Only the lines of the data below from the one with "#[derive(Debug, Clone, PartialEq, Eq)]" through the one with "pub fn parse(spec: &str)" are wanted. Repeat them exactly.

Available records: Begin

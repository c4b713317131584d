#![no_main]

use libfuzzer_sys::fuzz_target;

fuzz_target!(|data: &[u8]| {
    let Ok(text) = std::str::from_utf8(data) else {
        return;
    };
    if let Ok(filter) = tnm_hepmc::DecayFilter::parse(text) {
        let _ = filter.to_string().parse::<tnm_hepmc::DecayFilter>();
    }
});
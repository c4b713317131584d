use std::path::PathBuf;
use std::time::{SystemTime, UNIX_EPOCH};

use approx::assert_relative_eq;
use tnm_core::EventSource;
use tnm_hepmc::{ConvertOptions, DecayFilter, HepMcReader, convert_file, filter_file};
use tnm_io::{InputStream, read_counts};

const HEPMC: &str = "\
HepMC::Version 2.06.09
HepMC::IO_GenEvent-START_EVENT_LISTING
E 10 -1 -1.0 7.8e-03 1.18e-01 0 -2 2 1 2 0 1 2.0
V -1 0 0 0 0 0 2 1 0
P 1 2212 0 0 6500 6500 0.938 4 0 0 -1 0
P 2 2212 0 0 -6500 6500 0.938 4 0 0 -1 0
P 3 35 1 2 3 300 250 2 0 0 -2 0
V -2 0 0 0 1.5 0 0 2 0
P 4 15 50 0 10 140 1.777 1 0 0 0 0
P 5 -15 -49 2 -7 160 1.777 1 0 0 0 0
E 11 -1 -1.0 7.8e-03 1.18e-01 0 -2 2 1 2 0 1 3.0
V -1 0 0 0 0 0 2 1 0
P 1 2212 0 0 6500 6500 0.938 4 0 0 -1 0
P 2 2212 0 0 -6500 6500 0.938 4 0 0 -1 0
P 3 35 1 2 3 300 250 2 0 0 -2 0
V -2 0 0 0 0 0 0 2 0
P 4 6 50 0 10 140 173 1 0 0 0 0
P 5 -6 -49 2 -7 160 173 1 0 0 0 0
E 12 -1 -1.0 7.8e-03 1.18e-01 0 -1 1 1 2 0 0
V -1 0 0 0 0 0 2 2 0
P 1 2212 0 0 6500 6500 0.938 4 0 0 -1 0
P 2 2212 0 0 -6500 6500 0.938 4 0 0 -1 0
P 3 13 20 0 0 30 0.105 1 0 0 0 0
P 4 -13 -20 0 0 30 0.105 1 0 0 0 0
HepMC::IO_GenEvent-END_EVENT_LISTING
";

fn tmp_dir(name: &str) -> PathBuf {
    let nanos = SystemTime::now().duration_since(UNIX_EPOCH).unwrap().as_nanos();
    let mut p = std::env::temp_dir();
    p.push(format!("tnm_hepmc_{}_{}_{}", std::process::id(), nanos, name));
    std::fs::create_dir_all(&p).unwrap();
    p
}

#[test]
fn convert_writes_weighted_events() {
    let dir = tmp_dir("convert");
    let input = dir.join("higgs.hepmc");
    std::fs::write(&input, HEPMC).unwrap();
    let output = dir.join("higgs.parquet");

    let opts = ConvertOptions { save_count: 2, ..ConvertOptions::default() };
    let summary = convert_file(&input, &output, &opts).unwrap();
    assert_eq!(summary.events, 3);
    assert_eq!(summary.version, "2.06.09");
    assert_eq!(summary.truncated, 0);

    let mut stream = InputStream::open(&[&output], "Events").unwrap();
    assert_eq!(stream.len(), 3);
    let mut ev = stream.buffer();
    ev.read(&mut stream, 0).unwrap();
    assert_eq!(ev.scalar::<i32>("Event_number").unwrap(), 10);
    assert_relative_eq!(ev.scalar::<f64>("eventWeight").unwrap(), 2.0);
    assert_eq!(ev.get::<f64>("Particle_z").unwrap(), &[0.0, 0.0, 0.0, 1.5, 1.5]);

    ev.read(&mut stream, 2).unwrap();
    assert_relative_eq!(ev.scalar::<f64>("eventWeight").unwrap(), 1.0);
    assert_eq!(ev.get::<i32>("Particle_pid").unwrap(), &[2212, 2212, 13, -13]);

    let counts = read_counts(&output).unwrap();
    assert_relative_eq!(counts.get("events").unwrap().sumw, 6.0);

    let _ = std::fs::remove_dir_all(&dir);
}

#[test]
fn convert_honours_max_events() {
    let dir = tmp_dir("max_events");
    let input = dir.join("higgs.hepmc");
    std::fs::write(&input, HEPMC).unwrap();
    let output = dir.join("two.parquet");

    let opts = ConvertOptions { max_events: Some(2), ..ConvertOptions::default() };
    assert_eq!(convert_file(&input, &output, &opts).unwrap().events, 2);

    let _ = std::fs::remove_dir_all(&dir);
}

#[test]
fn filter_copies_kept_events_verbatim() {
    let dir = tmp_dir("filter");
    let input = dir.join("higgs.hepmc");
    std::fs::write(&input, HEPMC).unwrap();
    let output = dir.join("filtered_higgs.hepmc");

    let filter = DecayFilter::parse("35 15 -15").unwrap();
    let summary = filter_file(&input, &output, &filter).unwrap();
    assert_eq!(summary.events_in, 3);
    assert_eq!(summary.events_out, 1);

    let text = std::fs::read_to_string(&output).unwrap();
    assert!(text.starts_with("HepMC::Version 2.06.09\n"));
    assert!(text.trim_end().ends_with("HepMC::IO_GenEvent-END_EVENT_LISTING"));
    assert!(text.contains("E 10 "));
    assert!(!text.contains("E 11 "));

    let events: Vec<_> = HepMcReader::open(&output).unwrap().map(|e| e.unwrap()).collect();
    assert_eq!(events.len(), 1);
    assert_eq!(events[0].particles.len(), 5);

    let either = DecayFilter::parse("35 15 -15, 35 6 -6").unwrap();
    let summary = filter_file(&input, &output, &either).unwrap();
    assert_eq!(summary.events_out, 2);
    assert_relative_eq!(summary.fraction(), 2.0 / 3.0);

    let _ = std::fs::remove_dir_all(&dir);
}
//! Decay-based event filter for HepMC files.
//!
//! A filter such as `"35 15 -15, 35 6 -6"` keeps events in which particle 35
//! decays either to `15 -15` or to `6 -6`. Several parents may be given; an
//! event must satisfy one requested decay of every parent.

use std::collections::{BTreeMap, HashMap, HashSet};
use std::fmt;
use std::fs::File;
use std::io::{BufWriter, Write};
use std::path::{Path, PathBuf};
use std::str::FromStr;

use tnm_core::{Error, Result};

use crate::reader::{END_LISTING, GenEvent, HepMcReader};

/// Requested decays, keyed by parent PDG ID.
#[derive(Debug, Clone, PartialEq, Eq)]
pub struct DecayFilter {
    decays: BTreeMap<i32, Vec<Vec<i32>>>,
}

impl DecayFilter {
    /// Parse comma-separated `parent daughter...` groups.
    pub fn parse(spec: &str) -> Result<Self> {
        let mut decays: BTreeMap<i32, Vec<Vec<i32>>> = BTreeMap::new();
        for group in spec.split(',') {
            let ids = group
                .split_whitespace()
                .map(|t| {
                    t.parse::<i32>().map_err(|_| {
                        let decay = group.trim();
                        Error::Validation(format!("invalid PDG id '{t}' in decay '{decay}'"))
                    })
                })
                .collect::<Result<Vec<_>>>()?;
            let Some((&parent, daughters)) = ids.split_first() else {
                return Err(Error::Validation(format!("empty decay in '{spec}'")));
            };
            decays.entry(parent).or_default().push(daughters.to_vec());
        }
        Ok(Self { decays })
    }

    /// Requested parent PDG IDs.
    pub fn parents(&self) -> impl Iterator<Item = i32> + '_ {
        self.decays.keys().copied()
    }

    /// Requested decays of `parent`.
    pub fn decays_of(&self, parent: i32) -> &[Vec<i32>] {
        self.decays.get(&parent).map(Vec::as_slice).unwrap_or(&[])
    }

    /// Whether the event contains a requested decay of every parent.
    ///
    /// When a parent appears several times, its last instance is used.
    pub fn keep(&self, event: &GenEvent) -> bool {
        let mut last: HashMap<i32, i32> = HashMap::new();
        for p in &event.particles {
            if self.decays.contains_key(&p.pid) {
                last.insert(p.pid, p.end_vertex);
            }
        }

        self.decays.iter().all(|(parent, decays)| {
            let Some(vertex) = last.get(parent).and_then(|&bc| event.vertex(bc)) else {
                return false;
            };
            let daughters: HashSet<i32> =
                vertex.outgoing.iter().map(|&i| event.particles[i].pid).collect();
            decays.iter().any(|d| d.iter().all(|pid| daughters.contains(pid)))
        })
    }
}

impl FromStr for DecayFilter {
    type Err = Error;

    fn from_str(s: &str) -> Result<Self> {
        Self::parse(s)
    }
}

impl fmt::Display for DecayFilter {
    fn fmt(&self, f: &mut fmt::Formatter<'_>) -> fmt::Result {
        let mut groups = Vec::new();
        for (parent, decays) in &self.decays {
            for d in decays {
                let mut ids = vec![parent.to_string()];
                ids.extend(d.iter().map(i32::to_string));
                groups.push(ids.join(" "));
            }
        }
        f.write_str(&groups.join(", "))
    }
}

/// Counts reported by [`filter_file`].
#[derive(Debug, Clone, PartialEq)]
pub struct FilterSummary {
    /// Output file.
    pub output: PathBuf,
    /// Events read.
    pub events_in: usize,
    /// Events kept.
    pub events_out: usize,
}

impl FilterSummary {
    /// Fraction of events kept (0 for an empty input).
    pub fn fraction(&self) -> f64 {
        if self.events_in == 0 { 0.0 } else { self.events_out as f64 / self.events_in as f64 }
    }
}

impl fmt::Display for FilterSummary {
    fn fmt(&self, f: &mut fmt::Formatter<'_>) -> fmt::Result {
        writeln!(f, "Summary")?;
        writeln!(f, "    events(in):    {:10}", self.events_in)?;
        writeln!(f, "    events(out):   {:10}", self.events_out)?;
        write!(f, "    fraction:      {:10.3e}", self.fraction())
    }
}

/// Default output name: `filtered_<nameonly(input)>.hepmc`.
pub fn default_output(input: &Path) -> PathBuf {
    let stem = tnm_core::text::nameonly(&input.to_string_lossy());
    PathBuf::from(format!("filtered_{stem}.hepmc"))
}

/// Copy the header and every kept event of `input` to `output`.
pub fn filter_file(input: &Path, output: &Path, filter: &DecayFilter) -> Result<FilterSummary> {
    let mut reader = HepMcReader::open(input)?;
    let file = File::create(output)
        .map_err(|e| Error::Validation(format!("failed to create {}: {e}", output.display())))?;
    let mut out = BufWriter::new(file);
    for line in reader.header() {
        writeln!(out, "{line}")?;
    }

    let mut events_in = 0usize;
    let mut events_out = 0usize;
    while let Some(event) = reader.next_event()? {
        events_in += 1;
        if filter.keep(&event) {
            events_out += 1;
            for line in &event.lines {
                writeln!(out, "{line}")?;
            }
        }
        if events_in % 100 == 0 {
            tracing::debug!(events_in, events_out, "filtering");
        }
    }
    writeln!(out, "{END_LISTING}")?;
    out.flush()?;

    let summary = FilterSummary { output: output.to_path_buf(), events_in, events_out };
    tracing::info!(events_in, events_out, output = %output.display(), "filtered");
    Ok(summary)
}

#[cfg(test)]
mod tests {
    use super::*;
    use crate::reader::tests::SAMPLE;

    fn events() -> Vec<GenEvent> {
        HepMcReader::new(SAMPLE.as_bytes()).unwrap().map(|e| e.unwrap()).collect()
    }

    #[test]
    fn parse_groups_by_parent() {
        let f = DecayFilter::parse("35 15 -15, 35 6 -6, 23 13 -13").unwrap();
        assert_eq!(f.parents().collect::<Vec<_>>(), vec![23, 35]);
        assert_eq!(f.decays_of(35), &[vec![15, -15], vec![6, -6]]);
        assert_eq!(f.to_string(), "23 13 -13, 35 15 -15, 35 6 -6");
        assert!(DecayFilter::parse("35 15, ").is_err());
        assert!(DecayFilter::parse("35 tau").unwrap_err().to_string().contains("'tau'"));
        assert!("".parse::<DecayFilter>().is_err());
    }

    #[test]
    fn keep_requires_every_parent_decay() {
        let ev = events();
        let taus: DecayFilter = "35 15 -15".parse().unwrap();
        assert!(taus.keep(&ev[0]));
        assert!(!taus.keep(&ev[1]));

        let either: DecayFilter = "35 6 -6, 35 -15 15".parse().unwrap();
        assert!(either.keep(&ev[0]));

        let tops = DecayFilter::parse("35 6 -6").unwrap();
        assert!(!tops.keep(&ev[0]));

        // 15 is present but has no end vertex
        let tau_decay = DecayFilter::parse("35 15 -15, 15 16").unwrap();
        assert!(!tau_decay.keep(&ev[0]));
    }

    #[test]
    fn summary_fraction() {
        let s = FilterSummary { output: PathBuf::from("x"), events_in: 4, events_out: 1 };
        assert_eq!(s.fraction(), 0.25);
        assert!(s.to_string().contains("events(out):"));
        assert_eq!(FilterSummary { events_in: 0, ..s }.fraction(), 0.0);
        assert_eq!(
            default_output(Path::new("a/b/susy200.hepmc")),
            PathBuf::from("filtered_susy200.hepmc")
        );
    }
}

Available records: End

• _Exercise answer_:
#[derive(Debug, Clone, PartialEq, Eq)]
pub struct DecayFilter {
    decays: BTreeMap<i32, Vec<Vec<i32>>>,
}

impl DecayFilter {
    /// Parse comma-separated `parent daughter...` groups.
    pub fn parse(spec: &str) -> Result<Self> {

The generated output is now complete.